Given a binary search tree (BST), find the lowest common ancestor (LCA) of two given nodes in the BST.

According to the definition of LCA on Wikipedia: “The lowest common ancestor is defined between two nodes v and w as the lowest node in T that has both v and w as descendants (where we allow a node to be a descendant of itself).”

      _6_
    /    \
   2      8
  / \    / \
 0   4  7   9
    / \
   3   5

For example, the lowest common ancestor (LCA) of nodes 2 and 8 is 6. Another example is LCA of nodes 2 and 4 is 2, since a node can be a descendant of itself according to the LCA definition.

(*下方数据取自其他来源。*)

//! Part 21 parser: builds the raw entity graph from tokens.
//!
//! Entities are kept uninterpreted: an id, a type name and the argument
//! list. Complex instances (`#1 = (A(..) B(..));`) are stored with the
//! type name [`COMPLEX_ENTITY`] and one [`StepValue::Typed`] per part.

use std::collections::HashMap;

use crate::error::ImportError;

use super::lexer::{Lexer, SpannedToken, Token};

/// Type name given to complex entity instances.
pub const COMPLEX_ENTITY: &str = "(COMPLEX)";

/// A single argument value of a STEP entity.
#[derive(Debug, Clone, PartialEq)]
pub enum StepValue {
    EntityRef(u64),
    String(String),
    Real(f64),
    Integer(i64),
    Enum(String),
    List(Vec<StepValue>),
    /// Derived value (`*`).
    Derived,
    /// Unset value (`$`).
    Null,
    /// Inline typed value `TYPE_NAME(args)`.
    Typed {
        type_name: String,
        args: Vec<StepValue>,
    },
}

impl StepValue {
    #[must_use]
    pub fn as_entity_ref(&self) -> Option<u64> {
        match self {
            Self::EntityRef(id) => Some(*id),
            _ => None,
        }
    }

    /// Reals, and integers widened to reals.
    #[allow(clippy::cast_precision_loss)]
    #[must_use]
    pub fn as_real(&self) -> Option<f64> {
        match self {
            Self::Real(v) => Some(*v),
            Self::Integer(v) => Some(*v as f64),
            Self::Typed { args, .. } if args.len() == 1 => args[0].as_real(),
            _ => None,
        }
    }

    #[must_use]
    pub fn as_enum(&self) -> Option<&str> {
        match self {
            Self::Enum(s) => Some(s),
            _ => None,
        }
    }

    #[must_use]
    pub fn as_list(&self) -> Option<&[StepValue]> {
        match self {
            Self::List(v) => Some(v),
            _ => None,
        }
    }

    #[must_use]
    pub fn is_null(&self) -> bool {
        matches!(self, Self::Null)
    }
}

/// A parsed STEP entity instance.
#[derive(Debug, Clone)]
pub struct StepEntity {
    pub id: u64,
    pub type_name: String,
    pub args: Vec<StepValue>,
}

/// The parsed content of a STEP file.
#[derive(Debug, Clone, Default)]
pub struct StepFile {
    /// Header section entities (ids are 0).
    pub header: Vec<StepEntity>,
    /// Data section entities by id.
    pub entities: HashMap<u64, StepEntity>,
}

impl StepFile {
    /// Looks up an entity, failing with [`ImportError::MissingEntity`].
    ///
    /// # Errors
    ///
    /// Returns an error if no entity has this id.
    pub fn require(&self, id: u64) -> Result<&StepEntity, ImportError> {
        self.entities.get(&id).ok_or(ImportError::MissingEntity(id))
    }

    /// All entities of a type, ordered by id.
    #[must_use]
    pub fn entities_of_type(&self, type_name: &str) -> Vec<&StepEntity> {
        let mut found: Vec<&StepEntity> = self
            .entities
            .values()
            .filter(|e| e.type_name == type_name)
            .collect();
        found.sort_by_key(|e| e.id);
        found
    }
}

/// Parser for Part 21 token streams.
pub struct Parser {
    tokens: Vec<SpannedToken>,
    pos: usize,
}

impl Parser {
    /// Parses a STEP file from bytes.
    ///
    /// # Errors
    ///
    /// Returns [`ImportError::Empty`] for blank input, or a lexer/parser error
    /// for malformed input (including duplicate entity ids).
    pub fn parse(input: &[u8]) -> Result<StepFile, ImportError> {
        let tokens = Lexer::new(input).tokenize()?;
        if tokens.is_empty() {
            return Err(ImportError::Empty);
        }
        let mut parser = Parser { tokens, pos: 0 };
        parser.parse_file()
    }

    fn parse_file(&mut self) -> Result<StepFile, ImportError> {
        let mut file = StepFile::default();

        self.expect_keyword("ISO-10303-21")?;
        self.expect_token(&Token::Semicolon)?;

        while !self.is_at_end() {
            if self.check_keyword("HEADER") {
                self.advance();
                self.expect_token(&Token::Semicolon)?;
                file.header = self.parse_header_entities()?;
                self.expect_keyword("ENDSEC")?;
                self.expect_token(&Token::Semicolon)?;
            } else if self.check_keyword("DATA") {
                self.advance();
                // DATA may carry a parameter list in later editions.
                if self.check_token(&Token::LParen) {
                    self.parse_args()?;
                }
                self.expect_token(&Token::Semicolon)?;
                for entity in self.parse_data_section()? {
                    let id = entity.id;
                    if file.entities.insert(id, entity).is_some() {
                        return Err(ImportError::parser(Some(id), "duplicate entity id"));
                    }
                }
                self.expect_keyword("ENDSEC")?;
                self.expect_token(&Token::Semicolon)?;
            } else if self.check_keyword("END-ISO-10303-21") {
                self.advance();
                self.expect_token(&Token::Semicolon)?;
                break;
            } else {
                return Err(self.unexpected("section keyword"));
            }
        }

        Ok(file)
    }

    fn parse_header_entities(&mut self) -> Result<Vec<StepEntity>, ImportError> {
        let mut entities = Vec::new();
        while let Some(Token::Keyword(type_name)) = self.peek().map(|t| t.token.clone()) {
            if type_name == "ENDSEC" {
                break;
            }
            self.advance();
            let args = self.parse_args()?;
            self.expect_token(&Token::Semicolon)?;
            entities.push(StepEntity {
                id: 0,
                type_name,
                args,
            });
        }
        Ok(entities)
    }

    fn parse_data_section(&mut self) -> Result<Vec<StepEntity>, ImportError> {
        let mut entities = Vec::new();
        while let Some(Token::EntityRef(id)) = self.peek().map(|t| t.token.clone()) {
            self.advance();
            self.expect_token(&Token::Equals)?;

            let entity = match self.peek().map(|t| t.token.clone()) {
                Some(Token::Keyword(type_name)) => {
                    self.advance();
                    let args = self.parse_args()?;
                    StepEntity { id, type_name, args }
                }
                Some(Token::LParen) => {
                    self.advance();
                    let mut parts = Vec::new();
                    while let Some(Token::Keyword(type_name)) = self.peek().map(|t| t.token.clone())
                    {
                        self.advance();
                        let args = self.parse_args()?;
                        parts.push(StepValue::Typed { type_name, args });
                    }
                    self.expect_token(&Token::RParen)?;
                    StepEntity {
                        id,
                        type_name: COMPLEX_ENTITY.to_owned(),
                        args: parts,
                    }
                }
                other => {
                    return Err(ImportError::parser(
                        Some(id),
                        format!("expected type name, got {other:?}"),
                    ));
                }
            };
            self.expect_token(&Token::Semicolon)
                .map_err(|_| ImportError::parser(Some(id), "expected ';' after entity"))?;
            entities.push(entity);
        }
        Ok(entities)
    }

    fn parse_args(&mut self) -> Result<Vec<StepValue>, ImportError> {
        self.expect_token(&Token::LParen)?;
        let mut args = Vec::new();
        if !self.check_token(&Token::RParen) {
            args.push(self.parse_value()?);
            while self.check_token(&Token::Comma) {
                self.advance();
                args.push(self.parse_value()?);
            }
        }
        self.expect_token(&Token::RParen)?;
        Ok(args)
    }

    fn parse_value(&mut self) -> Result<StepValue, ImportError> {
        let Some(token) = self.peek().map(|t| t.token.clone()) else {
            return Err(self.unexpected("value"));
        };
        let value = match token {
            Token::EntityRef(id) => StepValue::EntityRef(id),
            Token::String(s) => StepValue::String(s),
            Token::Real(v) => StepValue::Real(v),
            Token::Integer(v) => StepValue::Integer(v),
            Token::Enum(s) => StepValue::Enum(s),
            Token::Asterisk => StepValue::Derived,
            Token::Dollar => StepValue::Null,
            Token::LParen => {
                return self.parse_args().map(StepValue::List);
            }
            Token::Keyword(type_name) => {
                self.advance();
                let args = self.parse_args()?;
                return Ok(StepValue::Typed { type_name, args });
            }
            _ => return Err(self.unexpected("value")),
        };
        self.advance();
        Ok(value)
    }

    fn peek(&self) -> Option<&SpannedToken> {
        self.tokens.get(self.pos)
    }

    fn advance(&mut self) {
        self.pos += 1;
    }

    fn is_at_end(&self) -> bool {
        self.pos >= self.tokens.len()
    }

    fn check_token(&self, expected: &Token) -> bool {
        self.peek().is_some_and(|t| &t.token == expected)
    }

    fn check_keyword(&self, name: &str) -> bool {
        matches!(self.peek(), Some(SpannedToken { token: Token::Keyword(k), .. }) if k == name)
    }

    fn unexpected(&self, expected: &str) -> ImportError {
        match self.peek() {
            Some(tok) => ImportError::parser(
                None,
                format!(
                    "expected {expected} at line {}, column {}, got {:?}",
                    tok.pos.line, tok.pos.col, tok.token
                ),
            ),
            None => ImportError::parser(None, format!("expected {expected}, got end of input")),
        }
    }

    fn expect_token(&mut self, expected: &Token) -> Result<(), ImportError> {
        if self.check_token(expected) {
            self.advance();
            Ok(())
        } else {
            Err(self.unexpected(&format!("{expected:?}")))
        }
    }

    fn expect_keyword(&mut self, name: &str) -> Result<(), ImportError> {
        if self.check_keyword(name) {
            self.advance();
            Ok(())
        } else {
            Err(self.unexpected(&format!("keyword '{name}'")))
        }
    }
}

#[cfg(test)]
#[allow(clippy::unwrap_used)]
mod tests {
    use super::*;

    fn wrap(data: &str) -> String {
        format!("ISO-10303-21;\nHEADER;\nFILE_DESCRIPTION((''), '2;1');\nENDSEC;\nDATA;\n{data}\nENDSEC;\nEND-ISO-10303-21;\n")
    }

    #[test]
    fn parse_simple() {
        let input = wrap(
            "#1 = CARTESIAN_POINT('origin', (0.0, 0.0, 0.0));\n#2 = DIRECTION('x', (1.0, 0.0, 0.0));",
        );
        let file = Parser::parse(input.as_bytes()).unwrap();
        assert_eq!(file.header.len(), 1);
        assert_eq!(file.entities.len(), 2);

        let p1 = file.require(1).unwrap();
        assert_eq!(p1.type_name, "CARTESIAN_POINT");
        assert_eq!(p1.args[0], StepValue::String("origin".into()));
        let coords = p1.args[1].as_list().unwrap();
        assert_eq!(coords.len(), 3);
        assert_eq!(coords[0].as_real(), Some(0.0));
    }

    #[test]
    fn null_derived_and_enum() {
        let file = Parser::parse(wrap("#1 = ORIENTED_EDGE('', *, $, #5, .T.);").as_bytes()).unwrap();
        let e = file.require(1).unwrap();
        assert_eq!(e.args[1], StepValue::Derived);
        assert!(e.args[2].is_null());
        assert_eq!(e.args[3].as_entity_ref(), Some(5));
        assert_eq!(e.args[4].as_enum(), Some("T"));
    }

    #[test]
    fn typed_values_and_complex_instances() {
        let input = wrap(
            "#1 = UNCERTAINTY_MEASURE_WITH_UNIT(LENGTH_MEASURE(1.E-07), #2, '', '');\n\
             #2 = ( LENGTH_UNIT() NAMED_UNIT(*) SI_UNIT(.MILLI., .METRE.) );",
        );
        let file = Parser::parse(input.as_bytes()).unwrap();
        assert_eq!(file.require(1).unwrap().args[0].as_real(), Some(1e-7));
        let complex = file.require(2).unwrap();
        assert_eq!(complex.type_name, COMPLEX_ENTITY);
        assert_eq!(complex.args.len(), 3);
    }

    #[test]
    fn entities_of_type_are_ordered_by_id() {
        let input = wrap(
            "#9 = CARTESIAN_POINT('', (0.0, 0.0, 0.0));\n#2 = DIRECTION('', (1.0, 0.0, 0.0));\n#3 = CARTESIAN_POINT('', (1.0, 0.0, 0.0));",
        );
        let file = Parser::parse(input.as_bytes()).unwrap();
        let ids: Vec<u64> = file.entities_of_type("CARTESIAN_POINT").iter().map(|e| e.id).collect();
        assert_eq!(ids, vec![3, 9]);
    }

    // ── errors ──

    #[test]
    fn blank_input_is_empty() {
        assert!(matches!(Parser::parse(b"  /* nothing */ \n"), Err(ImportError::Empty)));
    }

    #[test]
    fn missing_magic_is_rejected() {
        assert!(matches!(Parser::parse(b"DATA;"), Err(ImportError::Parser { .. })));
    }

    #[test]
    fn duplicate_ids_are_rejected() {
        let input = wrap("#1 = DIRECTION('', (1.0, 0.0, 0.0));\n#1 = DIRECTION('', (0.0, 1.0, 0.0));");
        let err = Parser::parse(input.as_bytes()).unwrap_err();
        assert!(matches!(err, ImportError::Parser { entity_id: Some(1), .. }), "{err:?}");
    }

    #[test]
    fn missing_semicolon_names_the_entity() {
        let input = wrap("#4 = DIRECTION('', (1.0, 0.0, 0.0))\n#5 = DIRECTION('', (0.0, 1.0, 0.0));");
        let err = Parser::parse(input.as_bytes()).unwrap_err();
        assert!(matches!(err, ImportError::Parser { entity_id: Some(4), .. }), "{err:?}");
    }
}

##翻譯 給一個二元搜尋樹(BST),再給兩個樹中的節點Node,找出這兩個Node的最低共同祖先節點,根據LCA在維基百科的定義: "最低共同祖先節點,是指在一個Tree T中的Node v, Node w存在一個最低層級共同的祖先T,同時 v與w也可以算是自己的祖先節點"

範例:以上面的樹來看,[2,8]的最低共同祖先節點為6。
[2,4]的最低共同祖先節點為2,因為2也算是自己的祖先節點

##思路 一個BST,若任意節點的左子樹不為空,則左子樹所有節點的值都會比根節點小,從上面的樹可以看到6的左子樹裡面的節點為[2,0,4,3,5]均比6小。

  1. 取得根節點root的值,如果值落在目標節點[p,q]之間,代表root就是最低共同祖先節點
  2. 如果root比[p,q]都還小,用root.right取代root繼續往下找
  3. 如果root比[p,q]都還小,用root.left取代root繼續往下找

##解題

/**
 * Definition for a binary tree node.
 * function TreeNode(val) {
 *     this.val = val;
 *     this.left = this.right = null;
 * }
 */
/**
 * @param {TreeNode} root
 * @param {TreeNode} p
 * @param {TreeNode} q
 * @return {TreeNode}
 */
var lowestCommonAncestor = function(root, p, q) {
    var count = 0;
    
    while(true){
        var value =  root.val;
            
        if(p.val >= value && value >= q.val || p.val <= value && value <= q.val){
            return root;
        } else if(p.val > value && q.val > value){
            root =  root.right;
        } else {
            root =  root.left;
        }
    }
};